Le Juge-Président Cuno Tarfusser : Bonjour à tous. Je vais donner lecture orale du verdict de la Chambre sur la demande du Procureur au titre de l’article 81.3 C du Statut de Rome aux fins de maintenir Messieurs Gbagbo et Blé Goudé en détention en attendant son recours en appel. L’article 21 du statut prévoit que la Cour doit interpréter et appliquer son droit applicable et je cite : «selon les droits humains reconnus internationalement». D’après ces normes, la détention est une mesure qui est et qui doit rester exceptionnelle surtout au vu du droit qu’a un accusé à la présomption d’innocence. La décision d’aujourd’hui est une application de cette présomption et il conviendrait donc qu’il existe des raisons exceptionnelles pour que Messieurs Gbagbo et Blé Goudé soient maintenus en détention.

Ayant reçu les écritures de l’accusation, ayant entendu les arguments des parties et participants, La Chambre, à la majorité, Madame le Juge Herrera Carbuccia ayant une opinion dissidente, décide ce qui suit :

  • Concernant la gravité des charges

 Certes les charges sont graves en tant que telles mais ceci n’est pas une circonstance extraordinaire qui justifierait la détention de personnes ayant été acquittées. En l’espèce, Messieurs Gbagbo et Blé Goudé ont été accusés de crimes contre l’humanité commis à la suite des élections présidentielles de 2010. Il convient de noter que la majorité a conclu qu’il n’y avait pas assez d’éléments de preuve pour conclure que des crimes contre l’humanité qui pouvaient être attribués aux accusés avaient été commis en Côte d’Ivoire. Les parties et participants n’ont fait allusion à aucun autre facteur qui pourrait indiquer que les charges en l’espèce étaient exceptionnellement graves au sens de l’article 81.

  • Concernant le risque d’évasion

La Chambre ne dispose d’aucune information sur l’endroit où Messieurs Gbagbo et Blé Goudé souhaitent aller. L’accusation a fait remarquer que le 4 février 2016, le Président actuel de la Côte d’Ivoire a déclaré publiquement qu’il n’enverrait plus de ressortissants ivoiriens à la CPI parce que le pays disposait d’un système judiciaire fonctionnel. La Chambre considère que cette déclaration doit être interprétée en ayant à l’esprit le principe de complémentarité. Donc cela ne pourrait s’appliquer qu’aux nouvelles affaires qui découleraient de la situation en Côte d’Ivoire. Il serait totalement contradictoire que la Côte d’Ivoire affirme d’un côté, qu’elle a un système judiciaire qui fonctionne et respecte l’Etat de droit mais que d’un autre côté que la Côte d’Ivoire refuse de respecter une demande de la CPI. La Chambre sait très bien ce qui se passe à propos de l’affaire engagée contre Madame Simone Gbagbo. Cela dit, étant donné que cette affaire judiciaire est devant une autre chambre de cette cour, nous nous abstiendrons de tout commentaire. Il convient d’évaluer le risque de fuite par rapport à chaque individu et aux circonstances.

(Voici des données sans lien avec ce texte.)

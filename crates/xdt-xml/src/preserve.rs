//! Attribute layout preservation.
//!
//! While a start tag is parsed, the exact text around its attributes is
//! recorded in an [`AttributeLayout`]: every attribute token as written, and
//! the gaps between them. The writer replays a layout to reproduce the
//! original bytes, and consults it to lay out attributes a transform added.

use crate::document::NodeId;
use std::collections::HashMap;

/// One attribute exactly as it was written.
#[derive(Debug, Clone, PartialEq, Eq)]
pub struct AttributeToken {
    /// Qualified attribute name.
    pub name: String,
    /// The whole token: name, `=`, any surrounding whitespace, quotes and raw value.
    pub raw: String,
    /// Byte index in `raw` where the value text starts, just after the opening quote.
    pub value_start: usize,
    /// The quote character used.
    pub quote: char,
    /// The decoded value the token produced when parsed.
    pub value: String,
}

impl AttributeToken {
    /// Render this token with a different value, keeping the name spelling
    /// and quote character.
    pub fn with_value(&self, value: &str) -> String {
        let mut out = String::with_capacity(self.value_start + value.len() + 1);
        out.push_str(&self.raw[..self.value_start]);
        out.push_str(&quick_xml::escape::escape(value));
        out.push(self.quote);
        out
    }
}

/// The recorded layout of one start tag.
///
/// `gaps` always holds one more entry than `tokens`: `gaps[i]` is the text
/// before `tokens[i]`, and the last gap is the text between the last
/// attribute and `>` or `/>`.
#[derive(Debug, Clone, PartialEq, Eq)]
pub struct AttributeLayout {
    pub tokens: Vec<AttributeToken>,
    pub gaps: Vec<String>,
}

impl AttributeLayout {
    /// Attribute names in recorded order.
    pub fn names(&self) -> impl Iterator<Item = &str> {
        self.tokens.iter().map(|t| t.name.as_str())
    }

    pub fn token(&self, name: &str) -> Option<&AttributeToken> {
        self.tokens.iter().find(|t| t.name == name)
    }

    /// Text between the element name and the first attribute.
    ///
    /// For an element recorded without attributes this is the trailing gap.
    pub fn leading_gap(&self) -> &str {
        self.gaps.first().map(String::as_str).unwrap_or("")
    }

    /// Text between the last attribute and the end of the tag.
    pub fn trailing_gap(&self) -> &str {
        self.gaps.last().map(String::as_str).unwrap_or("")
    }

    /// The separator to use for an attribute added after the recorded ones.
    ///
    /// Majority vote over the gaps between attributes, ties going to the gap
    /// seen last. Without any such gap the leading gap is used, and a single
    /// space when the element had no attributes at all.
    pub fn dominant_gap(&self) -> &str {
        let inter = self
            .gaps
            .get(1..self.tokens.len())
            .unwrap_or_default();

        let mut votes: HashMap<&str, (usize, usize)> = HashMap::new();
        for (index, gap) in inter.iter().enumerate() {
            let entry = votes.entry(gap.as_str()).or_insert((0, index));
            entry.0 += 1;
            entry.1 = index;
        }

        if let Some((gap, _)) = votes.into_iter().max_by_key(|(_, vote)| *vote) {
            return gap;
        }

        if self.tokens.is_empty() {
            " "
        } else {
            self.leading_gap()
        }
    }
}

/// Layouts of every start tag parsed into a document, keyed by the
/// element's id in that document.
#[derive(Debug, Clone, Default)]
pub struct LayoutStore {
    layouts: HashMap<NodeId, AttributeLayout>,
}

impl LayoutStore {
    pub fn new() -> Self {
        Self::default()
    }

    /// Record the layout of an element's start tag.
    pub fn record(&mut self, element: NodeId, layout: AttributeLayout) {
        self.layouts.insert(element, layout);
    }

    pub fn lookup(&self, element: NodeId) -> Option<&AttributeLayout> {
        self.layouts.get(&element)
    }

    pub fn len(&self) -> usize {
        self.layouts.len()
    }

    pub fn is_empty(&self) -> bool {
        self.layouts.is_empty()
    }
}
//! Error reporting and diagnostic messages for xdt.
//!
//! Diagnostics follow a tidyverse-like structure: a short title, an optional
//! problem statement, detail bullets and hints. Each diagnostic may carry an
//! error code (`X-<subsystem>-<number>`) that is looked up in the embedded
//! catalog, and a [`SourceInfo`](xdt_source_map::SourceInfo) pointing into
//! either the source or the transform document.
//!
//! # Example
//!
//! ```
//! use xdt_error_reporting::{DiagnosticKind, DiagnosticMessageBuilder};
//!
//! let error = DiagnosticMessageBuilder::error("Unrecognized transform")
//!     .with_code("X-2-1")
//!     .problem("unrecognized transform: Frobnicate")
//!     .add_hint("Check the spelling of the operation name?")
//!     .build();
//!
//! assert_eq!(error.kind, DiagnosticKind::Error);
//! assert!(error.to_text(None).contains("Frobnicate"));
//! ```

pub mod builder;
pub mod catalog;
pub mod diagnostic;

// Re-export main types for convenience
pub use builder::DiagnosticMessageBuilder;
pub use catalog::{ERROR_CATALOG, ErrorCodeInfo, get_docs_url, get_error_info, get_subsystem};
pub use diagnostic::{DetailItem, DetailKind, DiagnosticKind, DiagnosticMessage, MessageContent};
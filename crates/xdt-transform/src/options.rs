//! Options controlling how transforms touch the source document.

use crate::error::{Error, Result};
use serde::{Deserialize, Serialize};
use std::path::Path;

/// Transform options, loadable from TOML.
///
/// ```toml
/// indent_inserted = true
/// strip_directive_attributes = true
/// warn_on_unmatched = false
/// ```
///
/// Missing keys take their default.
#[derive(Debug, Clone, PartialEq, Eq, Serialize, Deserialize)]
#[serde(default, deny_unknown_fields)]
pub struct TransformOptions {
    /// Indent inserted elements like their siblings, and take the
    /// indentation of removed elements away with them.
    pub indent_inserted: bool,

    /// Remove `xdt:*` attributes and the `xmlns:xdt` declaration from
    /// content cloned out of the transform document.
    pub strip_directive_attributes: bool,

    /// Warn about transform elements that match nothing while their
    /// children carry directives.
    pub warn_on_unmatched: bool,
}

impl Default for TransformOptions {
    fn default() -> Self {
        Self {
            indent_inserted: true,
            strip_directive_attributes: true,
            warn_on_unmatched: true,
        }
    }
}

impl TransformOptions {
    pub fn from_toml_str(content: &str) -> std::result::Result<Self, toml::de::Error> {
        toml::from_str(content)
    }

    pub fn from_path(path: impl AsRef<Path>) -> Result<Self> {
        let path = path.as_ref();
        let display = path.display().to_string();
        let content = std::fs::read_to_string(path).map_err(|source| Error::OptionsIo {
            path: display.clone(),
            source,
        })?;
        Self::from_toml_str(&content).map_err(|source| Error::InvalidOptions {
            path: display,
            source,
        })
    }
}

#[cfg(test)]
mod tests {
    use super::*;

    #[test]
    fn test_defaults() {
        let options = TransformOptions::from_toml_str("").unwrap();
        assert_eq!(options, TransformOptions::default());
        assert!(options.indent_inserted);
        assert!(options.strip_directive_attributes);
        assert!(options.warn_on_unmatched);
    }

    #[test]
    fn test_partial_override() {
        let options = TransformOptions::from_toml_str("warn_on_unmatched = false\n").unwrap();
        assert!(!options.warn_on_unmatched);
        assert!(options.indent_inserted);
    }

    #[test]
    fn test_unknown_key_rejected() {
        assert!(TransformOptions::from_toml_str("indent = 4").is_err());
    }

    #[test]
    fn test_from_path() {
        let dir = tempfile::tempdir().unwrap();
        let path = dir.path().join("xdt.toml");
        std::fs::write(&path, "indent_inserted = false").unwrap();
        assert!(!TransformOptions::from_path(&path).unwrap().indent_inserted);

        let err = TransformOptions::from_path(dir.path().join("missing.toml")).unwrap_err();
        assert!(matches!(err, Error::OptionsIo { .. }));

        std::fs::write(&path, "indent_inserted = 3").unwrap();
        let err = TransformOptions::from_path(&path).unwrap_err();
        assert!(matches!(err, Error::InvalidOptions { .. }));
    }
}
impl DetailKind {
    fn bullet(self) -> &'static str {
        match self {
            DetailKind::Error => "✖",
            DetailKind::Info => "ℹ",
            DetailKind::Note => "•",
        }
    }

    fn as_json_str(self) -> &'static str {
        match self {
            DetailKind::Error => "error",
            DetailKind::Info => "info",
            DetailKind::Note => "note",
        }
    }
}

/// The content of a message or detail item.
#[derive(Debug, Clone, PartialEq, Eq, Serialize, Deserialize)]
pub enum MessageContent {
    /// Plain text content
    Plain(String),
    /// Markdown content (backticks mark code, names and expressions)
    Markdown(String),
}

impl MessageContent {
    /// Get the raw string content for display
    pub fn as_str(&self) -> &str {
        match self {
            MessageContent::Plain(s) => s,
            MessageContent::Markdown(s) => s,
        }
    }

    /// Convert to JSON value with type information
    pub fn to_json(&self) -> serde_json::Value {
        use serde_json::json;
        match self {
            MessageContent::Plain(s) => json!({
                "type": "plain",
                "content": s
            }),
            MessageContent::Markdown(s) => json!({
                "type": "markdown",
                "content": s
            }),
        }
    }
}

impl From<String> for MessageContent {
    fn from(s: String) -> Self {
        MessageContent::Markdown(s)
    }
}

impl From<&str> for MessageContent {
    fn from(s: &str) -> Self {
        MessageContent::Markdown(s.to_string())
    }
}

/// A detail item in a diagnostic message.
#[derive(Debug, Clone, PartialEq, Serialize, Deserialize)]
pub struct DetailItem {
    /// The kind of detail (error, info, note)
    pub kind: DetailKind,
    /// The content of the detail
    pub content: MessageContent,
    /// Optional source location for this detail
    #[serde(skip_serializing_if = "Option::is_none")]
    pub location: Option<SourceInfo>,
}

/// A diagnostic message following tidyverse-style structure.
///
/// Structure:
/// 1. **Code**: Optional error code (e.g., "X-2-1") for searchability
/// 2. **Title**: Brief error message
/// 3. **Kind**: Error, Warning, Info
/// 4. **Problem**: What went wrong
/// 5. **Details**: Specific information (bulleted)
/// 6. **Hints**: Optional guidance for fixing (ends with ?)
#[derive(Debug, Clone, PartialEq, Serialize, Deserialize)]
pub struct DiagnosticMessage {
    /// Optional error code (e.g., "X-2-1")
    #[serde(skip_serializing_if = "Option::is_none")]
    pub code: Option<String>,

    /// Brief title for the error
    pub title: String,

    /// The kind of diagnostic (Error, Warning, Info)
    pub kind: DiagnosticKind,

    /// The problem statement
    pub problem: Option<MessageContent>,

    /// Specific error details
    pub details: Vec<DetailItem>,

    /// Optional hints for fixing (ends with ?)
    pub hints: Vec<MessageContent>,

    /// Source location for this diagnostic
    #[serde(skip_serializing_if = "Option::is_none")]
    pub location: Option<SourceInfo>,
}

impl DiagnosticMessage {
    /// Create a new diagnostic message with just a title and kind.
    ///
    /// Note: Consider using [`DiagnosticMessageBuilder`](crate::DiagnosticMessageBuilder)
    /// instead for better structure.
    pub fn new(kind: DiagnosticKind, title: impl Into<String>) -> Self {
        Self {
            code: None,
            title: title.into(),
            kind,
            problem: None,
            details: Vec::new(),
            hints: Vec::new(),
            location: None,
        }
    }

    /// Create an error diagnostic.
    pub fn error(title: impl Into<String>) -> Self {
        Self::new(DiagnosticKind::Error, title)
    }

    /// Create a warning diagnostic.
    pub fn warning(title: impl Into<String>) -> Self {
        Self::new(DiagnosticKind::Warning, title)
    }

    /// Create an info diagnostic.
    pub fn info(title: impl Into<String>) -> Self {
        Self::new(DiagnosticKind::Info, title)
    }

    /// Set the error code.
    ///
    /// # Example
    ///
    /// ```
    /// use xdt_error_reporting::DiagnosticMessage;
    ///
    /// let msg = DiagnosticMessage::error("Malformed XML").with_code("X-1-1");
    /// assert_eq!(msg.code.as_deref(), Some("X-1-1"));
    /// ```
    pub fn with_code(mut self, code: impl Into<String>) -> Self {
        self.code = Some(code.into());
        self
    }

    /// Whether this diagnostic is an error.
    pub fn is_error(&self) -> bool {
        self.kind == DiagnosticKind::Error
    }

    /// The most specific one-line message: the problem statement if present,
    /// otherwise the title.
    pub fn message(&self) -> &str {
        self.problem
            .as_ref()
            .map(|p| p.as_str())
            .unwrap_or(&self.title)
    }

    /// Get the documentation URL for this error, if it has an error code.
    pub fn docs_url(&self) -> Option<&str> {
        self.code
            .as_ref()
            .and_then(|code| crate::catalog::get_docs_url(code))
    }

    /// Render this diagnostic message as text.
    ///
    /// When a [`SourceContext`] knows the diagnostic's file, the source
    /// snippet is rendered with ariadne; otherwise the output is a
    /// tidyverse-style block:
    ///
    /// ```text
    /// Error [X-3-1]: title at 3:7
    /// Problem statement here
    /// ✖ Error detail
    /// ℹ Info detail
    /// ? Hint
    /// ```
    ///
    /// # Example
    ///
    /// ```
    /// use xdt_error_reporting::DiagnosticMessageBuilder;
    ///
    /// let msg = DiagnosticMessageBuilder::error("Invalid locator")
    ///     .problem("Match requires at least one attribute name")
    ///     .add_hint("Write the locator as Match(name)?")
    ///     .build();
    /// let text = msg.to_text(None);
    /// assert!(text.contains("Error: Invalid locator"));
    /// assert!(text.contains("Match requires at least one attribute name"));
    /// ```
    pub fn to_text(&self, ctx: Option<&SourceContext>) -> String {
        let mut lines: Vec<String> = Vec::new();

        let ariadne_output = match (self.primary_location(), ctx) {
            (Some(loc), Some(ctx)) => self.render_ariadne_source_context(loc, ctx),
            _ => None,
        };

        match ariadne_output {
            Some(rendered) => {
                lines.push(rendered.trim_end().to_string());

                // ariadne shows title, code, problem and located details
                for detail in self.details.iter().filter(|d| d.location.is_none()) {
                    lines.push(format!("{} {}", detail.kind.bullet(), detail.content.as_str()));
                }
            }
            None => {
                let mut head = match &self.code {
                    Some(code) => format!("{} [{}]: {}", self.kind.label(), code, self.title),
                    None => format!("{}: {}", self.kind.label(), self.title),
                };
                if let Some(loc) = &self.location {
                    head.push_str(&format!(
                        " at {}:{}",
                        loc.range.start.line(),
                        loc.range.start.display_column()
                    ));
                }
                lines.push(head);

                if let Some(problem) = &self.problem {
                    lines.push(problem.as_str().to_string());
                }

                for detail in &self.details {
                    lines.push(format!("{} {}", detail.kind.bullet(), detail.content.as_str()));
                }
            }
        }

        for hint in &self.hints {
            lines.push(format!("? {}", hint.as_str()));
        }

        lines.join("\n")
    }

    /// Render this diagnostic message as a JSON value.
    ///
    /// # Example
    ///
    /// ```
    /// use xdt_error_reporting::DiagnosticMessage;
    ///
    /// let msg = DiagnosticMessage::warning("Nothing to remove");
    /// let json = msg.to_json();
    /// assert_eq!(json["kind"], "warning");
    /// assert_eq!(json["title"], "Nothing to remove");
    /// ```
    pub fn to_json(&self) -> serde_json::Value {
        use serde_json::json;

        let kind_str = match self.kind {
            DiagnosticKind::Error => "error",
            DiagnosticKind::Warning => "warning",
            DiagnosticKind::Info => "info",
            DiagnosticKind::Note => "note",
        };

        let mut obj = json!({
            "kind": kind_str,
            "title": self.title,
        });

        if let Some(code) = &self.code {
            obj["code"] = json!(code);
        }

        if let Some(problem) = &self.problem {
            obj["problem"] = problem.to_json();
        }

        if !self.details.is_empty() {
            let details: Vec<_> = self
                .details
                .iter()
                .map(|d| {
                    let mut detail_obj = json!({
                        "kind": d.kind.as_json_str(),
                        "content": d.content.to_json()
                    });
                    if let Some(location) = &d.location {
                        detail_obj["location"] = json!(location);
                    }
                    detail_obj
                })
                .collect();
            obj["details"] = json!(details);
        }

        if !self.hints.is_empty() {
            let hints: Vec<_> = self.hints.iter().map(|h| h.to_json()).collect();
            obj["hints"] = json!(hints);
        }

        if let Some(location) = &self.location {
            obj["location"] = json!(location);
        }

        obj
    }

    fn primary_location(&self) -> Option<&SourceInfo> {
        self.location
            .as_ref()
            .or_else(|| self.details.iter().find_map(|d| d.location.as_ref()))
    }

    /// Render source context using ariadne (private helper for to_text).
    fn render_ariadne_source_context(
        &self,
        main_location: &SourceInfo,
        ctx: &SourceContext,
    ) -> Option<String> {
        use ariadne::{Color, Config, Label, Report, ReportKind, Source};

        let file = ctx.get_file(main_location.file_id)?;
        let content = file.read_content()?;

        // ariadne spans count characters
        let to_char = |offset: usize| -> Option<usize> {
            content.get(..offset).map(|prefix| prefix.chars().count())
        };

        let (report_kind, main_color) = match self.kind {
            DiagnosticKind::Error => (ReportKind::Error, Color::Red),
            DiagnosticKind::Warning => (ReportKind::Warning, Color::Yellow),
            DiagnosticKind::Info => (ReportKind::Advice, Color::Cyan),
            DiagnosticKind::Note => (ReportKind::Advice, Color::Blue),
        };

        let start = to_char(main_location.start_offset())?;
        let end = to_char(main_location.end_offset())?.max(start + 1);

        let mut report = Report::build(report_kind, file.path.clone(), start)
            .with_config(Config::default().with_color(false));

        if let Some(code) = &self.code {
            report = report.with_message(format!("[{}] {}", code, self.title));
        } else {
            report = report.with_message(&self.title);
        }

        report = report.with_label(
            Label::new((file.path.clone(), start..end))
                .with_message(self.message())
                .with_color(main_color),
        );

        for detail in &self.details {
            let Some(detail_loc) = &detail.location else {
                continue;
            };
            if detail_loc.file_id != main_location.file_id {
                continue;
            }
            if let (Some(detail_start), Some(detail_end)) = (
                to_char(detail_loc.start_offset()),
                to_char(detail_loc.end_offset()),
            ) {
                let detail_color = match detail.kind {
                    DetailKind::Error => Color::Red,
                    DetailKind::Info => Color::Cyan,
                    DetailKind::Note => Color::Blue,
                };
                report = report.with_label(
                    Label::new((
                        file.path.clone(),
                        detail_start..detail_end.max(detail_start + 1),
                    ))
                    .with_message(detail.content.as_str())
                    .with_color(detail_color),
                );
            }
        }

        let report = report.finish();
        let mut output = Vec::new();
        report
            .write((file.path.clone(), Source::from(content.as_str())), &mut output)
            .ok()?;

        String::from_utf8(output).ok()
    }
}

Le fait qu’un Etat-parti ait ou n’ait pas satisfait à une demande de remise ne signifie pas nécessairement que les personnes en question ne comparaitront pas volontairement de leur propre gré si la Cour les enjoint de le faire. La Chambre remarque que Messieurs Gbagbo et Blé Goudé ont reconnu la compétence de la Cour et se sont engagés à revenir devant la Cour si besoin est. Ils ont, aujourd’hui, donné des assurances selon lesquelles ils respecteraient toutes ordonnances de la Cour. La Chambre ne dispose d’aucune information qui indiquerait que ces garanties n’ont pas été données en toute bonne foi. La Chambre a pris en compte l’argument présenté par l’accusation sur lequel Monsieur Blé Goudé s’était caché et disposait de documents d’identité faux lorsqu’il a été arrêté par les autorités du Ghana en mars 2013. Mais, la majorité considère que ces allégations sont vieilles de plus de 5 ans et que depuis, beaucoup de choses sont intervenues et de notre point de vue, il ne serait pas raisonnable de se baser sur ces éléments pour justifier le maintien en détention d’une personne qui a été acquittée. Ceci est un acquittement avant que la défense n’ait présenté ses témoins. Ce qui est exceptionnel, c’est que cela montre, selon la majorité, la faiblesse exceptionnelle de la preuve de l’accusation. Le fait que cette décision n’ait pas été rendue à l’unanimité ne rend pas en soi l’acquittement exceptionnel. Ce qui est plus important, le fait qu’un juge aurait préféré que le procès se poursuive en entendant la défense n’implique pas qu’il y ait une forte probabilité que la Chambre d’Appel infirme l’acquittement. Il n’est pas approprié que ce procès se poursuive.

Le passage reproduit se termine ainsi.